Forgiveness
When we’re challenged to forgive, both ourselves and others, there is the underlying—and defining—aspect of choice. The result, and resulting growth are within our power… we just need to courage to embrace it.
When ten-year-old Eva Kor arrived at Auschwitz with her sister, the Nazi guards noticed they were twins. They were taken from their mother and forced to undergo dangerous and humiliating medical experiments led by Josef Mengele.
In 1945, the camp was liberated by the Soviet army.
As an adult, Eva learned of a Nazi doctor who was present during the experiments. But of instead of seeking revenge, she decided to personally forgive him. She wrote, “I discovered that I had the power to forgive. No one could give me that power. No one could take it away. It was all mine to use any way I wished.”
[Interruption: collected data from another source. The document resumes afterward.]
//! Color conversion between hex notation and HSL components.
//!
//! The CSS exporter writes colors as bare `H S% L%` triples (the shape
//! shadcn/ui expects inside `hsl(var(--name))`). Conversion is lenient:
//! anything that is not a 6-digit hex color becomes [`NEUTRAL_HSL`] instead
//! of an error, so one bad token never aborts a whole export.

use std::fmt;

/// Value emitted for a missing or malformed color.
pub const NEUTRAL_HSL: &str = "0 0% 0%";

/// An HSL color quantized to whole degrees and percentages.
///
/// `h` is always in `0..360`, `s` and `l` in `0..=100`.
#[derive(Debug, Clone, Copy, PartialEq, Eq, Hash)]
pub struct Hsl {
    pub h: u16,
    pub s: u8,
    pub l: u8,
}

impl Hsl {
    /// Converts an RGB triplet to HSL.
    ///
    /// # Example
    ///
    /// ```rust
    /// use tintly::Hsl;
    ///
    /// let red = Hsl::from_rgb((255, 0, 0));
    /// assert_eq!(red, Hsl { h: 0, s: 100, l: 50 });
    /// ```
    pub fn from_rgb((r, g, b): (u8, u8, u8)) -> Self {
        let r = f64::from(r) / 255.0;
        let g = f64::from(g) / 255.0;
        let b = f64::from(b) / 255.0;

        let max = r.max(g).max(b);
        let min = r.min(g).min(b);
        let l = (max + min) / 2.0;

        let (h, s) = if max == min {
            (0.0, 0.0)
        } else {
            let d = max - min;
            let s = if l > 0.5 {
                d / (2.0 - max - min)
            } else {
                d / (max + min)
            };
            let sector = if max == r {
                (g - b) / d + if g < b { 6.0 } else { 0.0 }
            } else if max == g {
                (b - r) / d + 2.0
            } else {
                (r - g) / d + 4.0
            };
            (sector / 6.0, s)
        };

        Self {
            // A hue just below 360 rounds up to 360, which is 0.
            h: ((h * 360.0).round() as u16) % 360,
            s: (s * 100.0).round() as u8,
            l: (l * 100.0).round() as u8,
        }
    }

    /// Parses a 6-digit hex color (with or without a leading `#`).
    ///
    /// Returns `None` for short forms, alpha forms, and anything that is not
    /// hexadecimal.
    pub fn from_hex(hex: &str) -> Option<Self> {
        parse_hex(hex).map(Self::from_rgb)
    }

    /// Converts back to RGB, rounding each channel to the nearest byte.
    pub fn to_rgb(self) -> (u8, u8, u8) {
        let h = f64::from(self.h) / 360.0;
        let s = f64::from(self.s) / 100.0;
        let l = f64::from(self.l) / 100.0;

        if self.s == 0 {
            let v = to_byte(l);
            return (v, v, v);
        }

        let q = if l < 0.5 { l * (1.0 + s) } else { l + s - l * s };
        let p = 2.0 * l - q;
        (
            to_byte(hue_to_channel(p, q, h + 1.0 / 3.0)),
            to_byte(hue_to_channel(p, q, h)),
            to_byte(hue_to_channel(p, q, h - 1.0 / 3.0)),
        )
    }
}

impl fmt::Display for Hsl {
    fn fmt(&self, f: &mut fmt::Formatter<'_>) -> fmt::Result {
        write!(f, "{} {}% {}%", self.h, self.s, self.l)
    }
}

/// Parses a 6-digit hex color into an RGB triplet.
///
/// A single leading `#` is optional.
pub fn parse_hex(hex: &str) -> Option<(u8, u8, u8)> {
    let digits = hex.strip_prefix('#').unwrap_or(hex);
    if digits.len() != 6 || !digits.bytes().all(|b| b.is_ascii_hexdigit()) {
        return None;
    }
    let r = u8::from_str_radix(&digits[0..2], 16).ok()?;
    let g = u8::from_str_radix(&digits[2..4], 16).ok()?;
    let b = u8::from_str_radix(&digits[4..6], 16).ok()?;
    Some((r, g, b))
}

/// Returns `true` if the value is a `#`-prefixed 6-digit hex color.
pub fn is_hex_color(value: &str) -> bool {
    value.starts_with('#') && parse_hex(value).is_some()
}

/// Formats a hex color as an `H S% L%` triple.
///
/// Missing or malformed input yields [`NEUTRAL_HSL`].
///
/// # Example
///
/// ```rust
/// use tintly::hex_to_hsl;
///
/// assert_eq!(hex_to_hsl(Some("#ff0000")), "0 100% 50%");
/// assert_eq!(hex_to_hsl(Some("#fff")), "0 0% 0%");
/// assert_eq!(hex_to_hsl(None), "0 0% 0%");
/// ```
pub fn hex_to_hsl(hex: Option<&str>) -> String {
    match hex.and_then(Hsl::from_hex) {
        Some(hsl) => hsl.to_string(),
        None => {
            tracing::trace!(input = ?hex, "color is not 6-digit hex, using neutral value");
            NEUTRAL_HSL.to_string()
        }
    }
}

fn hue_to_channel(p: f64, q: f64, t: f64) -> f64 {
    let t = if t < 0.0 {
        t + 1.0
    } else if t > 1.0 {
        t - 1.0
    } else {
        t
    };
    if t < 1.0 / 6.0 {
        p + (q - p) * 6.0 * t
    } else if t < 1.0 / 2.0 {
        q
    } else if t < 2.0 / 3.0 {
        p + (q - p) * (2.0 / 3.0 - t) * 6.0
    } else {
        p
    }
}

fn to_byte(channel: f64) -> u8 {
    (channel.clamp(0.0, 1.0) * 255.0).round() as u8
}

#[cfg(test)]
mod tests {
    use super::*;

    #[test]
    fn test_hex_to_hsl_reference_values() {
        assert_eq!(hex_to_hsl(Some("#000000")), "0 0% 0%");
        assert_eq!(hex_to_hsl(Some("#ffffff")), "0 0% 100%");
        assert_eq!(hex_to_hsl(Some("#ff0000")), "0 100% 50%");
    }

    #[test]
    fn test_hex_to_hsl_chromatic() {
        // Tailwind sky-500 and slate-500
        assert_eq!(hex_to_hsl(Some("#0ea5e9")), "199 89% 48%");
        assert_eq!(hex_to_hsl(Some("#64748b")), "215 16% 47%");
        assert_eq!(hex_to_hsl(Some("#00ff00")), "120 100% 50%");
        assert_eq!(hex_to_hsl(Some("#0000ff")), "240 100% 50%");
    }

    #[test]
    fn test_hex_to_hsl_without_hash() {
        assert_eq!(hex_to_hsl(Some("ff0000")), "0 100% 50%");
    }

    #[test]
    fn test_hex_to_hsl_uppercase() {
        assert_eq!(hex_to_hsl(Some("#FF0000")), "0 100% 50%");
    }

    #[test]
    fn test_hex_to_hsl_missing_and_empty() {
        assert_eq!(hex_to_hsl(None), NEUTRAL_HSL);
        assert_eq!(hex_to_hsl(Some("")), NEUTRAL_HSL);
    }

    #[test]
    fn test_hex_to_hsl_malformed() {
        assert_eq!(hex_to_hsl(Some("#fff")), NEUTRAL_HSL);
        assert_eq!(hex_to_hsl(Some("#ff000080")), NEUTRAL_HSL);
        assert_eq!(hex_to_hsl(Some("#gg0000")), NEUTRAL_HSL);
        assert_eq!(hex_to_hsl(Some("red")), NEUTRAL_HSL);
        assert_eq!(hex_to_hsl(Some("##ff0000")), NEUTRAL_HSL);
    }

    #[test]
    fn test_hue_near_360_wraps_to_zero() {
        assert_eq!(Hsl::from_hex("#ff0001"), Some(Hsl { h: 0, s: 100, l: 50 }));
    }

    #[test]
    fn test_to_rgb_primaries() {
        assert_eq!(Hsl { h: 0, s: 100, l: 50 }.to_rgb(), (255, 0, 0));
        assert_eq!(Hsl { h: 120, s: 100, l: 50 }.to_rgb(), (0, 255, 0));
        assert_eq!(Hsl { h: 240, s: 100, l: 50 }.to_rgb(), (0, 0, 255));
        assert_eq!(Hsl { h: 0, s: 0, l: 100 }.to_rgb(), (255, 255, 255));
    }

    #[test]
    fn test_is_hex_color() {
        assert!(is_hex_color("#0ea5e9"));
        assert!(!is_hex_color("0ea5e9"));
        assert!(!is_hex_color("#0ea"));
        assert!(!is_hex_color("hsl(0 0% 0%)"));
    }
}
It’s an amazing story that reminds us that forgiving others can be extremely difficult. But sometimes forgiving yourself can be equally daunting. Through my own journey to replace retirement with intentional living, I learned that I needed to begin by forgiving myself for all the times I did not live intentionally. Times when I hurt myself and others. Times when I squandered my energy and resources.
In my book Replace Retirement: Living your Legacy in the Exponential Age, I call on you to make two commitments: First is to “Be Inspired” by creating such a compelling future that you’re inspired to wake up each day and pursue your envisioned life. Second is to “Manage Your Energy” by being intentional about how you focus and use your energy. That means making choices in your health, relationships, vocation, rejuvenation activities, spiritual walk, and financial management that attract and drive energy. It also means staying away from those behaviors, relationships, and habits that deplete energy.
I personally find it easier to be inspired than to manage my energy. When younger, I would engage in activities that literally wasted my energy and money in a reckless fashion. To make matters worse, I would then expend additional energy beating myself up and being self-judgmental about my poor choices.
Looking back, I accept one of the biggest drains on my energy was drinking too much alcohol. For years, I was unable to turn off the switch, always wanting to increase the alcoholic buzz. Often, my alcohol abuse would lead to activities, social groups, and behaviors that depleted my energy in the drinker’s quest for a “good time.”
When I created my Legacy Map and designed my envisioned future, I wrote alcohol out of the script. Quitting alcohol also meant avoiding the associated activities and drinking buddies that no longer served the principle-centered life I committed to. That new envisioned future of sobriety and purpose inspired me then and continues to this day.
I’ll be honest, I occasionally fell off the wagon, which was then followed by a period of remorse, followed by the all-too-familiar internal conversation: I wasn’t good enough, I was a failure, and so on. The circle then continued with more energy expended on feelings of shame and guilt. Eventually, I found that this negative thinking was not serving me and slowly came to accept that I needed to refocus my energy to forgive myself promptly and recommit to my envisioned future.
Can you relate? Your struggle may not be with alcohol, but we all struggle with broken commitments to ourselves. And although your relapse may not cause catastrophic failure, any slip still creates erosion in our confidence.
A few years ago I discovered James Clear’s blog. I was honored to begin a relationship via mail and look forward to meeting him in person. James wrote an excellent book Atomic Habits. I’ve been handing out copies to my clients as a how-to guide for establishing healthy habits and breaking destructive ones.
In his book, Clear writes, “Every action you take is a vote for the type of person you wish to become. No single instance will transform your beliefs, but as the votes build up, so does the evidence of your new identity.”
I personally have plenty of experience with both good and bad actions that became habits. Many people who know me today admire my commitment to a daily routine of growth habits. Perhaps in some twisted way, my current crop of good habits was born from the many bad habits I fought during my 62 years on the planet.
The one thing I am certain of is beating myself up and not forgiving myself when I struggle or slip is the one habit I don’t need and doesn’t give me energy!
So, let’s forgive others and forgive ourselves.
Let’s strive for progress, not perfection. As James Clear says, “You should be far more concerned with your current trajectory than with your current results.”